DENUNCIAS
15 de abril - 2021

Por Edgardo Cabrera

Poco les duró a las candidatas y candidatos la promesa de privilegiar las propuestas, así como aquella intención de hacer campañas diferentes por la pandemia del coronavirus, la descalificación es ahora su motivación, así como los actos multitudinarios que no paran.

En lo que es la segunda semana de campañas por la gubernatura la estrategia volvió a modificarse, al menos en el equipo de Lorena Cuéllar regresaron al punto de las denuncias en contra del gobierno de Marco Mena a quien acusaron de utilizar los programas sociales a favor de la candidata Anabell Ávalos, aunque también empezaron a dirigir sus baterías en contra del árbitro electoral.

Fue el ex dirigente estatal panista Sergio González Hernández, actual coordinador de la campaña de la morenista, quien acusó una presunta manipulación de los apoyos del DIF y de la Sefoa, incluso exhibió fotografías a las que, por cierto, como dicen los especialistas en derecho, tendrá que probar ante una autoridad las circunstancias de tiempo, modo y lugar del hecho, porque lo que se vio en su conferencia solamente fueron gráficas que pudieron tomarse, lo mismo ayer que hace un año.

Como era de esperarse, del otro lado respondieron con acusaciones en el mismo sentido: el uso faccioso de los programas federales del Bienestar, incluso de la vacuna contra el Covid-19 para obtener las simpatías del electorado, incluso para coptar el voto, evidentemente, también, deberán probar sus dichos y formalizar las denuncias correspondientes.

En uno u otro caso el tema es el mismo, los dimes y diretes, nada diferente a las campañas que ya hemos cubierto en el pasado, las rutas son similares al arranque. Por un lado quienes buscan el cargo traen un discurso público de propuesta, mientras sus voceros empiezan a calentar el ambiente de cara a ciertas fechas fatales, en este caso, el primer debate obligatorio entre las candidatas y el candidato que se realizará este domingo.

Ya cercano a la elección del 6 de junio, veremos a las punteras, principalmente, subiéndose al barco de las denuncias, pasando de las propuestas a las acusaciones, así será, ya lo verán.
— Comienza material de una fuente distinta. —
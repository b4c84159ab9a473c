//! Rows written by the generator.
//!
//! Identifiers are assigned by the stores, so none of the `New*` types
//! carry their own primary key.

use chrono::{NaiveDate, NaiveDateTime};
use rust_decimal::Decimal;

/// A warehouse to be created in the logistics store.
#[derive(Debug, Clone, PartialEq, Eq)]
pub struct NewWarehouse {
    pub location: String,
    pub capacity: i32,
}

/// A customer to be created in the retail store.
#[derive(Debug, Clone, PartialEq, Eq)]
pub struct NewCustomer {
    pub name: String,
    pub email: String,
    pub address: String,
    pub phone: String,
}

/// An order to be created in the retail store.
#[derive(Debug, Clone, PartialEq, Eq)]
pub struct NewOrder {
    pub customer_id: i64,
    pub order_date: NaiveDateTime,
    pub total_amount: Decimal,
}

/// A shipment for an already inserted order, written to the logistics store.
#[derive(Debug, Clone, PartialEq, Eq)]
pub struct NewShipment {
    pub order_id: i64,
    pub warehouse_id: i64,
    pub city_id: i64,
    pub shipment_date: NaiveDateTime,
    pub delivery_date: NaiveDate,
    /// Copied from the order.
    pub total_amount: Decimal,
}

/// A payment for an already inserted order, written to the accounts store.
#[derive(Debug, Clone, PartialEq, Eq)]
pub struct NewTransaction {
    pub order_id: i64,
    pub customer_id: i64,
    pub payment_method_id: i64,
    /// Copied from the order.
    pub transaction_date: NaiveDateTime,
    /// Copied from the order.
    pub amount: Decimal,
}

impl NewTransaction {
    /// Build the transaction that pays for `order`, which was stored as `order_id`.
    pub fn for_order(order_id: i64, order: &NewOrder, payment_method_id: i64) -> Self {
        Self {
            order_id,
            customer_id: order.customer_id,
            payment_method_id,
            transaction_date: order.order_date,
            amount: order.total_amount,
        }
    }
}
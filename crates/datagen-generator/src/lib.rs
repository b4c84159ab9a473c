//! Synthetic data generator for the ecom-datagen order pipeline.
//!
//! This crate provides the [`DataGenerator`] which produces warehouses,
//! customers, orders, shipments and transactions. The generator owns a
//! seeded RNG so that a run with a fixed seed is reproducible given the
//! same identifiers and clock readings.
//!
//! # Architecture
//!
//! ```text
//!    seed (u64) or OS entropy
//!        │
//!        ▼
//! ┌─────────────────┐
//! │  DataGenerator  │
//! │                 │
//! │  - rng (StdRng) │
//! └────────┬────────┘
//!          │
//!          ▼
//!    NewWarehouse / NewCustomer / NewOrder / NewShipment / NewTransaction
//! ```
//!
//! # Example
//!
//! ```rust
//! use datagen_generator::DataGenerator;
//!
//! let mut generator = DataGenerator::new(42);
//! let customers = generator.customers(3).unwrap();
//! assert_eq!(customers.len(), 3);
//! ```
//!
//! # Value generators
//!
//! - [`generators::contact`] - names, emails, addresses, phone numbers, locations
//! - [`generators::numeric`] - integer ranges and two-decimal amounts
//! - [`generators::timestamp`] - dates within the current year and near-future dates

pub mod generator;
pub mod generators;

// Re-exports for convenience
pub use generator::{
    DataGenerator, GeneratorError, DELIVERY_DAYS, MAX_EMAIL_ATTEMPTS, ORDER_AMOUNT_CENTS,
    PHONE_MAX_LEN, WAREHOUSE_CAPACITY,
};
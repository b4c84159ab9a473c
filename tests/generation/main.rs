//! Generation tests against the in-memory stores.
//!
//! These cover the observable behavior of a run without a database:
//! 1. Seeding is idempotent for reference data and creates the fixed
//!    number of warehouses and customers
//! 2. Every batch attempts exactly `batch_size` iterations, whatever fails
//! 3. Shipments and transactions always point at a stored order and carry
//!    its amount
//! 4. The driver follows the settings table from one batch to the next

mod orders;
mod seeding;
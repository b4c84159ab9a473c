//! Numeric value generators.

use rand::Rng;
use rust_decimal::Decimal;
use std::ops::RangeInclusive;

/// Generate a random integer in the given range (inclusive).
pub fn generate_int_range<R: Rng>(rng: &mut R, range: RangeInclusive<i32>) -> i32 {
    rng.random_range(range)
}

/// Generate a random amount with two decimal places.
///
/// The range is expressed in cents so that both bounds are reachable
/// and every result is exactly representable.
pub fn generate_amount<R: Rng>(rng: &mut R, cents: RangeInclusive<i64>) -> Decimal {
    Decimal::new(rng.random_range(cents), 2)
}
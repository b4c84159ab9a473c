//! Main data generator for producing pipeline rows.

use crate::generators::{contact, numeric, timestamp};
use chrono::NaiveDateTime;
use datagen_core::reference::{city_id_range, payment_method_id_range};
use datagen_core::{NewCustomer, NewOrder, NewShipment, NewTransaction, NewWarehouse};
use rand::rngs::StdRng;
use rand::seq::IndexedRandom;
use rand::{Rng, SeedableRng};
use std::collections::HashSet;
use std::ops::RangeInclusive;

/// Warehouse capacity bounds.
pub const WAREHOUSE_CAPACITY: RangeInclusive<i32> = 100..=10_000;

/// Order amount bounds in cents (20.00 to 1000.00).
pub const ORDER_AMOUNT_CENTS: RangeInclusive<i64> = 2_000..=100_000;

/// Days between today and a shipment's delivery date.
pub const DELIVERY_DAYS: RangeInclusive<u64> = 1..=30;

/// Maximum stored phone number length, in characters.
pub const PHONE_MAX_LEN: usize = 15;

/// Maximum number of emails drawn for one customer before giving up.
pub const MAX_EMAIL_ATTEMPTS: usize = 100;

/// Error type for generator operations.
#[derive(Debug, thiserror::Error)]
pub enum GeneratorError {
    /// Every email drawn for a customer was already used in this run.
    #[error("No unused email found after {attempts} attempts ({used} emails already used)")]
    EmailsExhausted { attempts: usize, used: usize },
}

/// Data generator that produces synthetic pipeline rows.
///
/// With a fixed seed the output only depends on the arguments passed in,
/// so tests can pin the clock and the identifier lists.
pub struct DataGenerator {
    /// Seeded random number generator for reproducibility
    rng: StdRng,
}

impl DataGenerator {
    /// Create a new data generator with the given seed.
    pub fn new(seed: u64) -> Self {
        Self {
            rng: StdRng::seed_from_u64(seed),
        }
    }

    /// Create a generator seeded from the operating system.
    pub fn from_entropy() -> Self {
        Self {
            rng: StdRng::from_os_rng(),
        }
    }

    /// Generate one warehouse.
    pub fn warehouse(&mut self) -> NewWarehouse {
        NewWarehouse {
            location: contact::generate_location(&mut self.rng),
            capacity: numeric::generate_int_range(&mut self.rng, WAREHOUSE_CAPACITY),
        }
    }

    /// Generate `count` warehouses.
    pub fn warehouses(&mut self, count: usize) -> Vec<NewWarehouse> {
        (0..count).map(|_| self.warehouse()).collect()
    }

    /// Generate one customer whose email is not in `used_emails`, and
    /// record the email there.
    ///
    /// Only emails generated in this run are checked; rows already in the
    /// store are not.
    pub fn customer(
        &mut self,
        used_emails: &mut HashSet<String>,
    ) -> Result<NewCustomer, GeneratorError> {
        let name = contact::generate_name(&mut self.rng);
        let email = self.unused_email(used_emails)?;
        let address = contact::generate_address(&mut self.rng);
        let phone = contact::generate_phone(&mut self.rng, PHONE_MAX_LEN);

        Ok(NewCustomer {
            name,
            email,
            address,
            phone,
        })
    }

    /// Generate `count` customers with pairwise distinct emails.
    pub fn customers(&mut self, count: usize) -> Result<Vec<NewCustomer>, GeneratorError> {
        let mut used_emails = HashSet::with_capacity(count);
        (0..count)
            .map(|_| self.customer(&mut used_emails))
            .collect()
    }

    fn unused_email(&mut self, used_emails: &mut HashSet<String>) -> Result<String, GeneratorError> {
        for _ in 0..MAX_EMAIL_ATTEMPTS {
            let email = contact::generate_email(&mut self.rng);
            if used_emails.insert(email.clone()) {
                return Ok(email);
            }
        }
        Err(GeneratorError::EmailsExhausted {
            attempts: MAX_EMAIL_ATTEMPTS,
            used: used_emails.len(),
        })
    }

    /// Pick one identifier uniformly at random.
    pub fn pick(&mut self, ids: &[i64]) -> Option<i64> {
        ids.choose(&mut self.rng).copied()
    }

    /// Generate an order for `customer_id`, dated within `now`'s year.
    pub fn order(&mut self, customer_id: i64, now: NaiveDateTime) -> NewOrder {
        NewOrder {
            customer_id,
            order_date: timestamp::generate_datetime_this_year(&mut self.rng, now),
            total_amount: numeric::generate_amount(&mut self.rng, ORDER_AMOUNT_CENTS),
        }
    }

    /// Generate the shipment of an order stored as `order_id`.
    pub fn shipment(
        &mut self,
        order_id: i64,
        order: &NewOrder,
        warehouse_id: i64,
        now: NaiveDateTime,
    ) -> NewShipment {
        let city_id = self.rng.random_range(city_id_range());
        let shipment_date = timestamp::generate_datetime_this_year(&mut self.rng, now);
        let delivery_date = timestamp::generate_future_date(&mut self.rng, now.date(), DELIVERY_DAYS);

        NewShipment {
            order_id,
            warehouse_id,
            city_id,
            shipment_date,
            delivery_date,
            total_amount: order.total_amount,
        }
    }

    /// Generate the payment of an order stored as `order_id`.
    pub fn transaction(&mut self, order_id: i64, order: &NewOrder) -> NewTransaction {
        let payment_method_id = self.rng.random_range(payment_method_id_range());
        NewTransaction::for_order(order_id, order, payment_method_id)
    }
}
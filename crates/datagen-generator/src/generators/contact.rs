//! Person and place generators backed by the `fake` crate.

use fake::faker::address::en::{CityName, StateName, StreetName, ZipCode};
use fake::faker::internet::en::SafeEmail;
use fake::faker::name::en::Name;
use fake::faker::phone_number::en::PhoneNumber;
use fake::Fake;
use rand::Rng;

pub fn generate_name<R: Rng>(rng: &mut R) -> String {
    Name().fake_with_rng(rng)
}

pub fn generate_email<R: Rng>(rng: &mut R) -> String {
    SafeEmail().fake_with_rng(rng)
}

/// Two-line postal address: street, then city, state and zip.
pub fn generate_address<R: Rng>(rng: &mut R) -> String {
    let street: String = StreetName().fake_with_rng(rng);
    let city: String = CityName().fake_with_rng(rng);
    let state: String = StateName().fake_with_rng(rng);
    let zip: String = ZipCode().fake_with_rng(rng);
    format!("{street}\n{city}, {state} {zip}")
}

/// Phone number cut to at most `max_len` characters.
pub fn generate_phone<R: Rng>(rng: &mut R, max_len: usize) -> String {
    let phone: String = PhoneNumber().fake_with_rng(rng);
    truncate_chars(&phone, max_len)
}

/// A city name used as a warehouse location.
pub fn generate_location<R: Rng>(rng: &mut R) -> String {
    CityName().fake_with_rng(rng)
}

fn truncate_chars(value: &str, max_len: usize) -> String {
    value.chars().take(max_len).collect()
}
use std::io::Write;

use nalgebra::DVector;

/// The three optional output sinks of a variational inference run.
///
/// `progress` receives human-readable status lines, `samples` receives one
/// comma-separated row per posterior draw (log-density first), and
/// `diagnostics` receives the `iter,time_in_seconds,ELBO` trace. Absent
/// sinks are skipped without cost.
#[derive(Default)]
pub struct OutputWriters<'a> {
    /// Human-readable progress and convergence assessment.
    pub progress: Option<&'a mut dyn Write>,
    /// Posterior parameter draws.
    pub samples: Option<&'a mut dyn Write>,
    /// ELBO trace in CSV form.
    pub diagnostics: Option<&'a mut dyn Write>,
}

impl<'a> OutputWriters<'a> {
    /// All sinks absent.
    pub fn none() -> Self {
        Self::default()
    }

    /// Write `msg` to the progress sink without a trailing newline.
    pub fn progress(&mut self, msg: &str) -> anyhow::Result<()> {
        if let Some(w) = self.progress.as_mut() {
            write!(w, "{msg}")?;
            w.flush()?;
        }
        Ok(())
    }

    /// Write `msg` and a newline to the progress sink.
    pub fn progress_line(&mut self, msg: &str) -> anyhow::Result<()> {
        if let Some(w) = self.progress.as_mut() {
            writeln!(w, "{msg}")?;
        }
        Ok(())
    }

    /// Write the diagnostic CSV header.
    pub fn diagnostic_header(&mut self) -> anyhow::Result<()> {
        if let Some(w) = self.diagnostics.as_mut() {
            writeln!(w, "iter,time_in_seconds,ELBO")?;
        }
        Ok(())
    }

    /// Write one diagnostic CSV row.
    pub fn diagnostic_row(&mut self, iter: usize, seconds: f32, elbo: f32) -> anyhow::Result<()> {
        if let Some(w) = self.diagnostics.as_mut() {
            writeln!(w, "{iter},{seconds},{elbo}")?;
        }
        Ok(())
    }

    /// Write one posterior sample row: log-density, then the parameters.
    pub fn sample_row(&mut self, lp: f32, params: &DVector<f32>) -> anyhow::Result<()> {
        if let Some(w) = self.samples.as_mut() {
            write!(w, "{lp}")?;
            for v in params.iter() {
                write!(w, ",{v}")?;
            }
            writeln!(w)?;
        }
        Ok(())
    }
}

#[cfg(test)]
mod tests {
    use super::*;

    #[test]
    fn absent_sinks_are_noops() {
        let mut writers = OutputWriters::none();
        writers.progress_line("hello").unwrap();
        writers.diagnostic_header().unwrap();
        writers
            .sample_row(-1.0, &DVector::from_vec(vec![1.0, 2.0]))
            .unwrap();
    }

    #[test]
    fn sample_row_is_lp_then_params() {
        let mut buf = Vec::new();
        let mut writers = OutputWriters {
            samples: Some(&mut buf),
            ..OutputWriters::none()
        };
        writers
            .sample_row(-2.5, &DVector::from_vec(vec![1.0, -3.0]))
            .unwrap();
        drop(writers);
        assert_eq!(String::from_utf8(buf).unwrap(), "-2.5,1,-3\n");
    }

    #[test]
    fn diagnostic_trace_has_csv_header() {
        let mut buf = Vec::new();
        let mut writers = OutputWriters {
            diagnostics: Some(&mut buf),
            ..OutputWriters::none()
        };
        writers.diagnostic_header().unwrap();
        writers.diagnostic_row(100, 0.25, -4.5).unwrap();
        drop(writers);
        let text = String::from_utf8(buf).unwrap();
        let mut lines = text.lines();
        assert_eq!(lines.next(), Some("iter,time_in_seconds,ELBO"));
        assert_eq!(lines.next(), Some("100,0.25,-4.5"));
    }
}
Tampoco hay que perder de vista que los partidos políticos que respaldan tanto a Lorena Cuéllar como Anabell Ávalos son gobierno. La primera trae de su lado a la federación con Morena, y la segunda al estado con el PRI, de ahí que las tentaciones son grandes y los intereses mayores, por lo que las denuncias mediáticas tendrán que ir apoyadas de los recursos legales correspondientes, máxime cuando los delitos electorales son considerados graves.

A PRUEBA

Por lo pronto, lo que más preocupa son los ataques en contra del árbitro, desde ahora empieza a generarse un ambiente de desconfianza en contra del Instituto Tlaxcalteca de Elecciones, por lo que consejeros y consejeras, así como su presidenta, deberán mostrar firmeza en sus determinaciones, sustento legal en su actuar, y evitar los errores.

No son sus primerizos, ya tuvieron en sus manos la sucesión de la gubernatura anterior y en el terreno legal los protagonistas no lograron probar acusaciones de parcialidad, todo se quedó en la diatriba, y pese a los señalamientos ahí siguen en el cargo, nunca se presentaron denuncias formales o solicitudes de juicios.

En el plano federal algo similar ocurre con el INE, las descalificaciones en contra de los consejeros están a la orden del día por parte de Morena, mientras que los señalamientos en contra del Tribunal Electoral del Poder Judicial de la Federación también son la constante pero por parte de los aliados del PAN-PRI-PRD.

Parece que los escenarios que alistan, unos y otros, para justificar sus derrotas irán en primer término en contra de las autoridades electorales, aunque ello significará también ponerse la soga al cuello porque serán esos mismos árbitros quienes validen sus triunfos en los cargos donde resulten favorecidos con el voto.

No vamos lejos, el INE es acusado de estar al servicio de la “mafia del poder” por retirarles el registro de los candidatos de Morena a la gubernatura de Guerrero y Michoacán, pero es ese mismo árbitro el que validó las candidaturas en el resto de las 13 entidades, incluidos quienes van por diputaciones.

Evidentemente lo que sigue estará peor porque está en juego el poder por el poder, la ciudadanía, como suele ocurrir, pasa a segundo término.